|Città di Arcevia|
|Province / Metropolitan city||Ancona (AN)|
|Frazioni||Avacelli, Castiglioni, Caudino, Colle Aprico, Conce di Arcevia, Costa, Loretello, Magnadorsa, Montale, Monte Sant'Angelo, Nidastore, Palazzo, Piticchio, Prosano, Ripalta, San Ginesio di Arcevia, San Giovanni Battista, San Pietro in Musio, Sant'Apollinare, Santo Stefano|
|• Mayor||Andrea Bomprezzi|
|• Total||126.25 km2 (48.75 sq mi)|
|Elevation||535 m (1,755 ft)|
|Population (28 February 2009)|
|• Density||40/km2 (100/sq mi)|
|Time zone||CET (UTC+1)|
|• Summer (DST)||CEST (UTC+2)|
|Patron saint||St. Medardus|
|Saint day||June 8|
Under the name of Rocca Contrada, the town was fortified by Pippin the Younger, King of the Franks, and was then donated by Charlemagne to the Papal States. In the following centuries, Arcevia played a key role in the local balance of power, located as it was at the border of the Marca di Ancona, Umbria, and the Duchy of Urbino. In 1201, Rocca Contrada proclaimed itself a commune independent from Rome, and was indeed recognised as civitas (Latin for "city") by pope Clement IV in 1266, and remained a guelph city ever since.

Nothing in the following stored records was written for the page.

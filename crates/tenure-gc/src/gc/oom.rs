//! Evacuation out-of-memory handshake.
//!
//! Threads that may copy objects enter a nesting-counted evacuation scope.
//! When a copy cannot be allocated, the failing thread raises the OOM bit,
//! leaves the count, and waits until every other evacuating thread has
//! left. From then on no thread copies; every one of them resolves through
//! whatever forwarding already exists. The collector notices the OOM,
//! degenerates, and re-evacuates the collection set at a pause.

use std::sync::atomic::{AtomicBool, AtomicUsize, Ordering};

use crossbeam::utils::Backoff;

const OOM_MARKER_MASK: usize = 1 << (usize::BITS - 1);

/// Per-thread part of the handshake.
#[derive(Debug, Default)]
pub struct EvacThreadState {
    depth: AtomicUsize,
    oom_during_evac: AtomicBool,
}

impl EvacThreadState {
    /// Fresh state.
    #[must_use]
    pub const fn new() -> Self {
        Self {
            depth: AtomicUsize::new(0),
            oom_during_evac: AtomicBool::new(false),
        }
    }

    /// Whether this thread saw the OOM and must not copy.
    #[inline]
    #[must_use]
    pub fn is_oom_during_evac(&self) -> bool {
        self.oom_during_evac.load(Ordering::Acquire)
    }

    /// Current scope nesting.
    #[must_use]
    pub fn depth(&self) -> usize {
        self.depth.load(Ordering::Relaxed)
    }
}

/// Heap-wide part of the handshake.
#[derive(Debug, Default)]
pub struct OomEvacHandler {
    threads_in_evac: AtomicUsize,
}

impl OomEvacHandler {
    /// No threads inside, no OOM.
    #[must_use]
    pub const fn new() -> Self {
        Self {
            threads_in_evac: AtomicUsize::new(0),
        }
    }

    /// Whether an evacuation OOM was raised this cycle.
    #[must_use]
    pub fn is_oom(&self) -> bool {
        self.threads_in_evac.load(Ordering::Acquire) & OOM_MARKER_MASK != 0
    }

    /// Threads currently counted inside a scope.
    #[must_use]
    pub fn threads_in_evac(&self) -> usize {
        self.threads_in_evac.load(Ordering::Acquire) & !OOM_MARKER_MASK
    }

    /// Enters an evacuation scope for the current thread.
    pub fn enter(&self, thread: &EvacThreadState) {
        if thread.depth.fetch_add(1, Ordering::Relaxed) > 0 {
            return;
        }
        if thread.is_oom_during_evac() {
            return;
        }
        let mut current = self.threads_in_evac.load(Ordering::Acquire);
        loop {
            if current & OOM_MARKER_MASK != 0 {
                self.wait_for_no_evac_threads();
                thread.oom_during_evac.store(true, Ordering::Release);
                return;
            }
            match self.threads_in_evac.compare_exchange_weak(
                current,
                current + 1,
                Ordering::AcqRel,
                Ordering::Acquire,
            ) {
                Ok(_) => return,
                Err(actual) => current = actual,
            }
        }
    }

    /// Leaves the current thread's evacuation scope.
    pub fn leave(&self, thread: &EvacThreadState) {
        let prev = thread.depth.fetch_sub(1, Ordering::Relaxed);
        debug_assert!(prev > 0, "unbalanced evacuation scope");
        if prev != 1 {
            return;
        }
        if !thread.is_oom_during_evac() {
            self.threads_in_evac.fetch_sub(1, Ordering::AcqRel);
        }
    }

    /// Called by a thread whose copy allocation failed. Returns once no
    /// other thread can still be copying.
    pub fn handle_out_of_memory(&self, thread: &EvacThreadState) {
        debug_assert!(thread.depth() > 0);
        if thread.is_oom_during_evac() {
            return;
        }
        self.threads_in_evac.fetch_or(OOM_MARKER_MASK, Ordering::AcqRel);
        self.threads_in_evac.fetch_sub(1, Ordering::AcqRel);
        self.wait_for_no_evac_threads();
        thread.oom_during_evac.store(true, Ordering::Release);
    }

    fn wait_for_no_evac_threads(&self) {
        let backoff = Backoff::new();
        while self.threads_in_evac() != 0 {
            if backoff.is_completed() {
                std::thread::yield_now();
            } else {
                backoff.snooze();
            }
        }
    }

    /// Clears the OOM condition. Pause only, with no thread in a scope.
    pub fn clear(&self, threads: impl IntoIterator<Item = impl AsRef<EvacThreadState>>) {
        debug_assert_eq!(self.threads_in_evac(), 0);
        self.threads_in_evac.store(0, Ordering::Release);
        for thread in threads {
            thread.as_ref().oom_during_evac.store(false, Ordering::Release);
        }
    }
}

/// RAII evacuation scope.
#[derive(Debug)]
pub struct EvacScope<'a> {
    handler: &'a OomEvacHandler,
    thread: &'a EvacThreadState,
}

impl<'a> EvacScope<'a> {
    /// Enters a scope, leaving it on drop.
    pub fn enter(handler: &'a OomEvacHandler, thread: &'a EvacThreadState) -> Self {
        handler.enter(thread);
        Self { handler, thread }
    }
}

impl Drop for EvacScope<'_> {
    fn drop(&mut self) {
        self.handler.leave(self.thread);
    }
}

impl AsRef<Self> for EvacThreadState {
    fn as_ref(&self) -> &Self {
        self
    }
}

Known on a local scale for its military might, Rocca Contrada became entwined in the struggles between the numerous conflicts between local powers, until in the 15th century it found itself under siege by Ladislaus, King of Naples, and decided to call upon the help of famous condottiero Braccio da Montone. The latter vanquished the assailants and reconquered the castles around Arcevia they had occupied; for this he was proclaimed Signore of the city. Later on, the troops of Francesco Sforza overtook Rocca Contrada, which, after several vicissitudes, ended up under the rule of the guelph Malatesta family.
After the pacification of the Papal States in the 16th century, Rocca Contrada flourished in the Italian Renaissance: the city witnessed the institution of professorships in classical subjects, the founding of literary academies, and the birth of such significant artists as painter Ercole Ramazzani and architect Andrea Vici in the 18th century.
In 1817, pope Pius VII renamed Rocca Contrada with the current official name of Arcevia. The town passed to the Kingdom of Italy after the unification of the country under the Savoy monarchy. Townspeople fought in the two world wars, and paid for their resistance to Nazi occupation with the slaughter of seventy people on Monte Sant'Angelo (Marche) in May 1944.
Geography and subdivisions
Arcevia is about 535 metres (1,755 ft) above sea level, on a hill overlooking the valley of the Misa river and the Nevola river, about 50 kilometres (31 mi) south-west from its provincial and regional capital, Ancona.